# [Exercise details]
Starting at the line with "let pool = db::create_pool(&config.database_url).await?;" and going on through the line with "address and start server", reproduce each line in the records below exactly and nothing more.

___ Dataset entries ___

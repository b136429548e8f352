//! Fund transfer HTTP handler.
//!
//! Implements `POST /transfer`. The handler stays thin; the validation
//! sequence and the atomic apply live in `services::transfer_service`.

use axum::{Json, extract::State};

use crate::{
    error::AppError,
    models::transfer::{TransferRequest, TransferResponse},
    routes::AppState,
    services::transfer_service,
};

/// Transfer money between two accounts.
///
/// # Endpoint
///
/// `POST /transfer`
///
/// # Request Body
///
/// ```json
/// {
///   "from_account": 1,
///   "to_account": 3,
///   "amount": "250.00"
/// }
/// ```
///
/// # Validation
///
/// - Amount must be positive with at most two decimal places
/// - Both accounts must exist and be ACTIVE
/// - Source must have sufficient balance
/// - Today's outgoing total must stay within the configured daily limit
///
/// # Atomicity
///
/// Both balances and the transfer record are written in a single database
/// transaction. Either everything is applied or nothing is.
pub async fn create_transfer(
    State(state): State<AppState>,
    Json(request): Json<TransferRequest>,
) -> Result<Json<TransferResponse>, AppError> {
    let transfer = transfer_service::execute_transfer(
        &state.pool,
        state.daily_limit_cents,
        request.from_account,
        request.to_account,
        request.amount,
    )
    .await?;

    tracing::info!(
        "transfer {} applied: {} -> {} ({} cents)",
        transfer.id,
        transfer.from_account_id,
        transfer.to_account_id,
        transfer.amount_cents
    );

    Ok(Json(transfer.into()))
}
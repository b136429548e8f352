//! Error types and HTTP error response handling.
//!
//! This module defines all application errors and how they are converted
//! into HTTP responses with appropriate status codes and JSON bodies.

use axum::{
    Json,
    http::StatusCode,
    response::{IntoResponse, Response},
};
use rust_decimal::Decimal;
use serde_json::json;

use crate::models::account::AccountStatus;

/// Application-wide error type.
///
/// Each variant maps to a specific HTTP status code and error message.
///
/// # Error Categories
///
/// - **Database Errors**: Any sqlx::Error from database operations
/// - **Resource Errors**: Requested accounts not found
/// - **Business Logic Errors**: Transfers that violate status, balance or
///   daily-limit rules
/// - **Validation Errors**: Invalid request data
#[derive(Debug, thiserror::Error)]
pub enum AppError {
    /// Database operation failed (e.g., connection error, query error).
    ///
    /// This wraps any sqlx::Error using the `#[from]` attribute, which
    /// automatically implements `From<sqlx::Error> for AppError`.
    #[error("Database error: {0}")]
    Database(#[from] sqlx::Error),

    /// Requested account does not exist.
    ///
    /// Returns HTTP 404 Not Found.
    #[error("Account not found")]
    AccountNotFound,

    /// An account with the same account number already exists.
    ///
    /// Returns HTTP 409 Conflict.
    #[error("Account number already exists")]
    DuplicateAccount,

    /// Account is FROZEN or CLOSED and cannot take part in a transfer.
    ///
    /// Returns HTTP 422 Unprocessable Entity.
    #[error("Account {account_id} has status {status} and cannot transact")]
    AccountNotActive {
        account_id: i64,
        status: AccountStatus,
    },

    /// Source account has insufficient balance for the transfer.
    ///
    /// Returns HTTP 422 Unprocessable Entity.
    #[error("Insufficient funds")]
    InsufficientFunds,

    /// The transfer would push today's outgoing total past the daily limit.
    ///
    /// Returns HTTP 422 Unprocessable Entity.
    #[error(
        "Daily transfer limit exceeded: limit={limit}, already_transferred_today={sent_today}, attempting={attempted}"
    )]
    DailyLimitExceeded {
        limit: Decimal,
        sent_today: Decimal,
        attempted: Decimal,
    },

    /// Amount is zero, negative, or has more than two decimal places.
    ///
    /// Returns HTTP 400 Bad Request.
    #[error("Invalid amount: {0}")]
    InvalidAmount(String),

    /// Request body or parameters are invalid.
    ///
    /// Returns HTTP 400 Bad Request.
    /// The String contains details about what was invalid.
    #[error("Invalid request")]
    InvalidRequest(String),
}

/// True if the underlying driver error is a UNIQUE constraint violation.
///
/// Used to turn an INSERT race on `account_number` into a 409 instead of a 500.
pub fn is_unique_violation(err: &sqlx::Error) -> bool {
    matches!(err, sqlx::Error::Database(db_err) if db_err.is_unique_violation())
}

/// Convert AppError into an HTTP response.
///
/// This implementation allows Axum handlers to return `Result<T, AppError>`
/// and have errors automatically converted to proper HTTP responses.
///
/// # Response Format
///
/// All errors return JSON in this format:
/// ```json
/// {
///   "error": {
///     "code": "error_type",
///     "message": "Human-readable error message"
///   }
/// }
/// ```
///
/// # Status Code Mapping
///
/// - `AccountNotFound` → 404 Not Found
/// - `DuplicateAccount` → 409 Conflict
/// - `AccountNotActive` / `InsufficientFunds` / `DailyLimitExceeded` → 422 Unprocessable Entity
/// - `InvalidAmount` / `InvalidRequest` → 400 Bad Request
/// - `Database` → 500 Internal Server Error (hides details from client)
impl IntoResponse for AppError {
    fn into_response(self) -> Response {
        // Map each error variant to (HTTP status, error code, message)
        let (status, code, message) = match self {
            AppError::AccountNotFound => {
                (StatusCode::NOT_FOUND, "account_not_found", self.to_string())
            }
            AppError::DuplicateAccount => {
                (StatusCode::CONFLICT, "duplicate_account", self.to_string())
            }
            AppError::AccountNotActive { .. } => (
                StatusCode::UNPROCESSABLE_ENTITY,
                "account_not_active",
                self.to_string(),
            ),
            AppError::InsufficientFunds => (
                StatusCode::UNPROCESSABLE_ENTITY,
                "insufficient_funds",
                self.to_string(),
            ),
            AppError::DailyLimitExceeded { .. } => (
                StatusCode::UNPROCESSABLE_ENTITY,
                "daily_limit_exceeded",
                self.to_string(),
            ),
            AppError::InvalidAmount(_) => {
                (StatusCode::BAD_REQUEST, "invalid_amount", self.to_string())
            }
            AppError::InvalidRequest(ref msg) => {
                (StatusCode::BAD_REQUEST, "invalid_request", msg.clone())
            }
            AppError::Database(ref err) => {
                tracing::error!("database error: {err}");
                (
                    StatusCode::INTERNAL_SERVER_ERROR,
                    "internal_error",
                    "An internal error occurred".to_string(),
                )
            }
        };

        // Build JSON response body
        let body = Json(json!({
            "error": {
                "code": code,
                "message": message
            }
        }));

        // Return the response with status code and JSON body
        (status, body).into_response()
    }
}
//! Business logic services.
//!
//! Services contain core business logic separated from HTTP handlers.
//! They handle database transactions, validation, and complex operations.

pub mod transfer_service;
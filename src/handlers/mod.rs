//! HTTP request handlers (route handlers).
//!
//! Each handler is an async function that:
//! 1. Receives HTTP request data (JSON body, URL params, etc.)
//! 2. Performs business logic (database queries, validation)
//! 3. Returns HTTP response (JSON, status code)

/// Account management endpoints
pub mod accounts;
/// Health check endpoint
pub mod health;
/// Fund transfer endpoint
pub mod transfers;
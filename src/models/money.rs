//! Conversion between decimal currency amounts and integer cents.
//!
//! Balances are stored as `i64` cents to avoid floating-point precision
//! issues. The HTTP and CSV boundaries speak in decimal amounts
//! (`rust_decimal::Decimal`), so conversion must be exact in both directions:
//! an amount with more than two decimal places is rejected rather than
//! rounded.

use rust_decimal::{Decimal, prelude::ToPrimitive};

/// Convert a decimal currency amount into cents.
///
/// Returns `None` if the amount has more than two decimal places or does not
/// fit in an `i64`.
///
/// For example:
/// - 10.50 becomes 1050 cents
/// - 100 becomes 10000 cents
/// - 0.005 is rejected
pub fn to_cents(amount: Decimal) -> Option<i64> {
    let scaled = amount.checked_mul(Decimal::from(100))?;
    if !scaled.fract().is_zero() {
        return None;
    }
    scaled.to_i64()
}

/// Convert integer cents back into a decimal amount with two decimal places.
pub fn from_cents(cents: i64) -> Decimal {
    Decimal::new(cents, 2)
}
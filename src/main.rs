//! Account Service - Main Application Entry Point
//!
//! A REST API server for managing bank accounts: create and read accounts,
//! change account status, and transfer funds subject to account-status checks
//! and a configurable daily transfer limit.
//!
//! # Architecture
//!
//! - **Web Framework**: Axum (async HTTP server)
//! - **Database**: SQLite with sqlx (async queries, embedded migrations)
//! - **Money**: integer cents in storage, decimal amounts on the wire
//! - **Format**: JSON requests/responses
//!
//! # Startup Flow
//!
//! 1. Load configuration from environment variables
//! 2. Create database connection pool (file created on first run)
//! 3. Run database migrations
//! 4. Seed accounts from CSV if the database is empty
//! 5. Build HTTP router and start server on configured port

mod config;
mod db;
mod error;
mod handlers;
mod models;
mod routes;
mod seed;
mod services;

use tracing_subscriber::EnvFilter;

use crate::routes::AppState;

#[tokio::main]
async fn main() -> anyhow::Result<()> {
    // Initialize logging with tracing subscriber. Reads RUST_LOG environment variable (defaults to "info" level)
    tracing_subscriber::fmt()
        .with_env_filter(EnvFilter::try_from_default_env().unwrap_or_else(|_| "info".into()))
        .init();

    // Load configuration
    let config = config::Config::from_env()?;
    tracing::info!("Configuration loaded");

    let daily_limit_cents = models::money::to_cents(config.daily_transfer_limit)
        .filter(|cents| *cents > 0)
        .ok_or_else(|| {
            anyhow::anyhow!(
                "DAILY_TRANSFER_LIMIT must be a positive amount with at most two decimal places, got {}",
                config.daily_transfer_limit
            )
        })?;

    // Create database pool
    let pool = db::create_pool(&config.database_url).await?;
    tracing::info!("Database pool created");

    // Run migrations
    db::run_migrations(&pool).await?;
    tracing::info!("Database migrations complete");

    // Seed accounts from CSV if the database is empty
    let seeded = seed::seed_if_empty(&pool, &config.seed_csv_path).await?;
    if seeded > 0 {
        tracing::info!("Seeded {seeded} accounts from {}", config.seed_csv_path);
    }

    let app = routes::router(AppState {
        pool,
        daily_limit_cents,
    });

    // Bind to network address and start server
    let addr = format!("0.0.0.0:{}", config.server_port);
    let listener = tokio::net::TcpListener::bind(&addr).await?;
    tracing::info!("Server listening on {}", addr);

    // Start serving HTTP requests
    // This blocks forever, handling requests concurrently with tokio
    axum::serve(listener, app).await?;

    Ok(())
}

___

# [Expected output]
    let pool = db::create_pool(&config.database_url).await?;
    tracing::info!("Database pool created");

    // Run migrations
    db::run_migrations(&pool).await?;
    tracing::info!("Database migrations complete");

    // Seed accounts from CSV if the database is empty
    let seeded = seed::seed_if_empty(&pool, &config.seed_csv_path).await?;
    if seeded > 0 {
        tracing::info!("Seeded {seeded} accounts from {}", config.seed_csv_path);
    }

    let app = routes::router(AppState {
        pool,
        daily_limit_cents,
    });

    // Bind to network address and start server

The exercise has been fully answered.